» Task brief
In your reply, write out each entry exactly as given.

» Items listed in a dataset

- Opening Delimiter -

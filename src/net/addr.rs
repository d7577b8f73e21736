//! Endpoints: typed IPv4/IPv6 address-port pairs.

use core::fmt;
use std::net::{Ipv4Addr, Ipv6Addr, SocketAddr, SocketAddrV4, SocketAddrV6};

use crate::error::{OsErrc, OsError};

/// An IPv4 endpoint.
#[derive(Debug, Clone, Copy, PartialEq, Eq, Hash)]
pub struct Ipv4Endpoint {
    addr: SocketAddrV4,
}

impl Ipv4Endpoint {
    /// Parses a dotted-quad literal plus port.
    ///
    /// # Errors
    ///
    /// `AiBadNode` when `ip` is not an IPv4 literal. Name resolution is
    /// deliberately out of scope.
    pub fn new(ip: &str, port: u16) -> Result<Self, OsError> {
        let ip: Ipv4Addr = ip.parse().map_err(|_| OsError::new(OsErrc::AiBadNode))?;
        Ok(Self {
            addr: SocketAddrV4::new(ip, port),
        })
    }

    /// `0.0.0.0:0`, the implicit bind target.
    #[must_use]
    pub fn any() -> Self {
        Self {
            addr: SocketAddrV4::new(Ipv4Addr::UNSPECIFIED, 0),
        }
    }

    /// The endpoint's port.
    #[must_use]
    pub fn port(&self) -> u16 {
        self.addr.port()
    }
}

impl fmt::Display for Ipv4Endpoint {
    fn fmt(&self, f: &mut fmt::Formatter<'_>) -> fmt::Result {
        write!(f, "{}", self.addr)
    }
}

/// An IPv6 endpoint.
#[derive(Debug, Clone, Copy, PartialEq, Eq, Hash)]
pub struct Ipv6Endpoint {
    addr: SocketAddrV6,
}

impl Ipv6Endpoint {
    /// Parses a colon-hex literal plus port.
    ///
    /// # Errors
    ///
    /// `AiBadNode` when `ip` is not an IPv6 literal.
    pub fn new(ip: &str, port: u16) -> Result<Self, OsError> {
        let ip: Ipv6Addr = ip.parse().map_err(|_| OsError::new(OsErrc::AiBadNode))?;
        Ok(Self {
            addr: SocketAddrV6::new(ip, port, 0, 0),
        })
    }

    /// `[::]:0`, the implicit bind target.
    #[must_use]
    pub fn any() -> Self {
        Self {
            addr: SocketAddrV6::new(Ipv6Addr::UNSPECIFIED, 0, 0, 0),
        }
    }

    /// The endpoint's port.
    #[must_use]
    pub fn port(&self) -> u16 {
        self.addr.port()
    }
}

impl fmt::Display for Ipv6Endpoint {
    fn fmt(&self, f: &mut fmt::Formatter<'_>) -> fmt::Result {
        write!(f, "{}", self.addr)
    }
}

/// The endpoint kinds the TCP and UDP resources accept.
#[derive(Debug, Clone, Copy, PartialEq, Eq, Hash)]
pub enum Endpoint {
    /// An IPv4 endpoint.
    V4(Ipv4Endpoint),
    /// An IPv6 endpoint.
    V6(Ipv6Endpoint),
}

impl Endpoint {
    /// The plain socket address.
    #[must_use]
    pub fn socket_addr(&self) -> SocketAddr {
        match self {
            Self::V4(ep) => SocketAddr::V4(ep.addr),
            Self::V6(ep) => SocketAddr::V6(ep.addr),
        }
    }

    /// The endpoint's port.
    #[must_use]
    pub fn port(&self) -> u16 {
        match self {
            Self::V4(ep) => ep.port(),
            Self::V6(ep) => ep.port(),
        }
    }

    pub(crate) fn domain(&self) -> socket2::Domain {
        match self {
            Self::V4(_) => socket2::Domain::IPV4,
            Self::V6(_) => socket2::Domain::IPV6,
        }
    }
}

impl fmt::Display for Endpoint {
    fn fmt(&self, f: &mut fmt::Formatter<'_>) -> fmt::Result {
        match self {
            Self::V4(ep) => ep.fmt(f),
            Self::V6(ep) => ep.fmt(f),
        }
    }
}

impl From<Ipv4Endpoint> for Endpoint {
    fn from(ep: Ipv4Endpoint) -> Self {
        Self::V4(ep)
    }
}

impl From<Ipv6Endpoint> for Endpoint {
    fn from(ep: Ipv6Endpoint) -> Self {
        Self::V6(ep)
    }
}

impl From<SocketAddr> for Endpoint {
    fn from(addr: SocketAddr) -> Self {
        match addr {
            SocketAddr::V4(v4) => Self::V4(Ipv4Endpoint { addr: v4 }),
            SocketAddr::V6(v6) => Self::V6(Ipv6Endpoint { addr: v6 }),
        }
    }
}

#[cfg(test)]
mod tests {
    use super::*;

    #[test]
    fn parses_v4_literals() {
        let ep = Ipv4Endpoint::new("127.0.0.1", 1329).unwrap();
        assert_eq!(ep.to_string(), "127.0.0.1:1329");
        assert_eq!(ep.port(), 1329);
    }

    #[test]
    fn parses_v6_literals() {
        let ep = Ipv6Endpoint::new("::1", 80).unwrap();
        assert_eq!(ep.to_string(), "[::1]:80");
    }

    #[test]
    fn rejects_names() {
        let err = Ipv4Endpoint::new("localhost", 80).unwrap_err();
        assert_eq!(err.errc(), OsErrc::AiBadNode);
        let err = Ipv6Endpoint::new("freckles", 80).unwrap_err();
        assert_eq!(err.errc(), OsErrc::AiBadNode);
    }

    #[test]
    fn defaults_are_wildcards() {
        assert_eq!(Ipv4Endpoint::any().to_string(), "0.0.0.0:0");
        assert_eq!(Ipv6Endpoint::any().to_string(), "[::]:0");
    }

    #[test]
    fn socket_addr_round_trips() {
        let ep: Endpoint = Ipv4Endpoint::new("10.0.0.2", 7).unwrap().into();
        assert_eq!(Endpoint::from(ep.socket_addr()), ep);
    }
}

- Closing Delimiter -

» Solution for this exercise
filename src/net/addr.rs
repository d7577b8f73e21736
//! Endpoints: typed IPv4/IPv6 address-port pairs.

use core::fmt;
use std::net::{Ipv4Addr, Ipv6Addr, SocketAddr, SocketAddrV4, SocketAddrV6};

use crate::error::{OsErrc, OsError};

/// An IPv4 endpoint.
#[derive(Debug, Clone, Copy, PartialEq, Eq, Hash)]
pub struct Ipv4Endpoint {
    addr: SocketAddrV4,
}

impl Ipv4Endpoint {
    /// Parses a dotted-quad literal plus port.
    ///
    /// # Errors
    ///
    /// `AiBadNode` when `ip` is not an IPv4 literal. Name resolution is
    /// deliberately out of scope.
    pub fn new(ip: &str, port: u16) -> Result<Self, OsError> {
        let ip: Ipv4Addr = ip.parse().map_err(|_| OsError::new(OsErrc::AiBadNode))?;
        Ok(Self {
            addr: SocketAddrV4::new(ip, port),
        })
    }

    /// `0.0.0.0:0`, the implicit bind target.
    #[must_use]
    pub fn any() -> Self {
        Self {
            addr: SocketAddrV4::new(Ipv4Addr::UNSPECIFIED, 0),
        }
    }

    /// The endpoint's port.
    #[must_use]
    pub fn port(&self) -> u16 {
        self.addr.port()
    }
}

impl fmt::Display for Ipv4Endpoint {
    fn fmt(&self, f: &mut fmt::Formatter<'_>) -> fmt::Result {
        write!(f, "{}", self.addr)
    }
}

/// An IPv6 endpoint.
#[derive(Debug, Clone, Copy, PartialEq, Eq, Hash)]
pub struct Ipv6Endpoint {
    addr: SocketAddrV6,
}

impl Ipv6Endpoint {
    /// Parses a colon-hex literal plus port.
    ///
    /// # Errors
    ///
    /// `AiBadNode` when `ip` is not an IPv6 literal.
    pub fn new(ip: &str, port: u16) -> Result<Self, OsError> {
        let ip: Ipv6Addr = ip.parse().map_err(|_| OsError::new(OsErrc::AiBadNode))?;
        Ok(Self {
            addr: SocketAddrV6::new(ip, port, 0, 0),
        })
    }

    /// `[::]:0`, the implicit bind target.
    #[must_use]
    pub fn any() -> Self {
        Self {
            addr: SocketAddrV6::new(Ipv6Addr::UNSPECIFIED, 0, 0, 0),
        }
    }

    /// The endpoint's port.
    #[must_use]
    pub fn port(&self) -> u16 {
        self.addr.port()
    }
}

impl fmt::Display for Ipv6Endpoint {
    fn fmt(&self, f: &mut fmt::Formatter<'_>) -> fmt::Result {
        write!(f, "{}", self.addr)
    }
}

/// The endpoint kinds the TCP and UDP resources accept.
#[derive(Debug, Clone, Copy, PartialEq, Eq, Hash)]
pub enum Endpoint {
    /// An IPv4 endpoint.
    V4(Ipv4Endpoint),
    /// An IPv6 endpoint.
    V6(Ipv6Endpoint),
}

impl Endpoint {
    /// The plain socket address.
    #[must_use]
    pub fn socket_addr(&self) -> SocketAddr {
        match self {
            Self::V4(ep) => SocketAddr::V4(ep.addr),
            Self::V6(ep) => SocketAddr::V6(ep.addr),
        }
    }

    /// The endpoint's port.
    #[must_use]
    pub fn port(&self) -> u16 {
        match self {
            Self::V4(ep) => ep.port(),
            Self::V6(ep) => ep.port(),
        }
    }

    pub(crate) fn domain(&self) -> socket2::Domain {
        match self {
            Self::V4(_) => socket2::Domain::IPV4,
            Self::V6(_) => socket2::Domain::IPV6,
        }
    }
}

impl fmt::Display for Endpoint {
    fn fmt(&self, f: &mut fmt::Formatter<'_>) -> fmt::Result {
        match self {
            Self::V4(ep) => ep.fmt(f),
            Self::V6(ep) => ep.fmt(f),
        }
    }
}

impl From<Ipv4Endpoint> for Endpoint {
    fn from(ep: Ipv4Endpoint) -> Self {
        Self::V4(ep)
    }
}

impl From<Ipv6Endpoint> for Endpoint {
    fn from(ep: Ipv6Endpoint) -> Self {
        Self::V6(ep)
    }
}

impl From<SocketAddr> for Endpoint {
    fn from(addr: SocketAddr) -> Self {
        match addr {
            SocketAddr::V4(v4) => Self::V4(Ipv4Endpoint { addr: v4 }),
            SocketAddr::V6(v6) => Self::V6(Ipv6Endpoint { addr: v6 }),
        }
    }
}

#[cfg(test)]
mod tests {
    use super::*;

    #[test]
    fn parses_v4_literals() {
        let ep = Ipv4Endpoint::new("127.0.0.1", 1329).unwrap();
        assert_eq!(ep.to_string(), "127.0.0.1:1329");
        assert_eq!(ep.port(), 1329);
    }

    #[test]
    fn parses_v6_literals() {
        let ep = Ipv6Endpoint::new("::1", 80).unwrap();
        assert_eq!(ep.to_string(), "[::1]:80");
    }

    #[test]
    fn rejects_names() {
        let err = Ipv4Endpoint::new("localhost", 80).unwrap_err();
        assert_eq!(err.errc(), OsErrc::AiBadNode);
        let err = Ipv6Endpoint::new("freckles", 80).unwrap_err();
        assert_eq!(err.errc(), OsErrc::AiBadNode);
    }

    #[test]
    fn defaults_are_wildcards() {
        assert_eq!(Ipv4Endpoint::any().to_string(), "0.0.0.0:0");
        assert_eq!(Ipv6Endpoint::any().to_string(), "[::]:0");
    }

    #[test]
    fn socket_addr_round_trips() {
        let ep: Endpoint = Ipv4Endpoint::new("10.0.0.2", 7).unwrap().into();
        assert_eq!(Endpoint::from(ep.socket_addr()), ep);
    }
}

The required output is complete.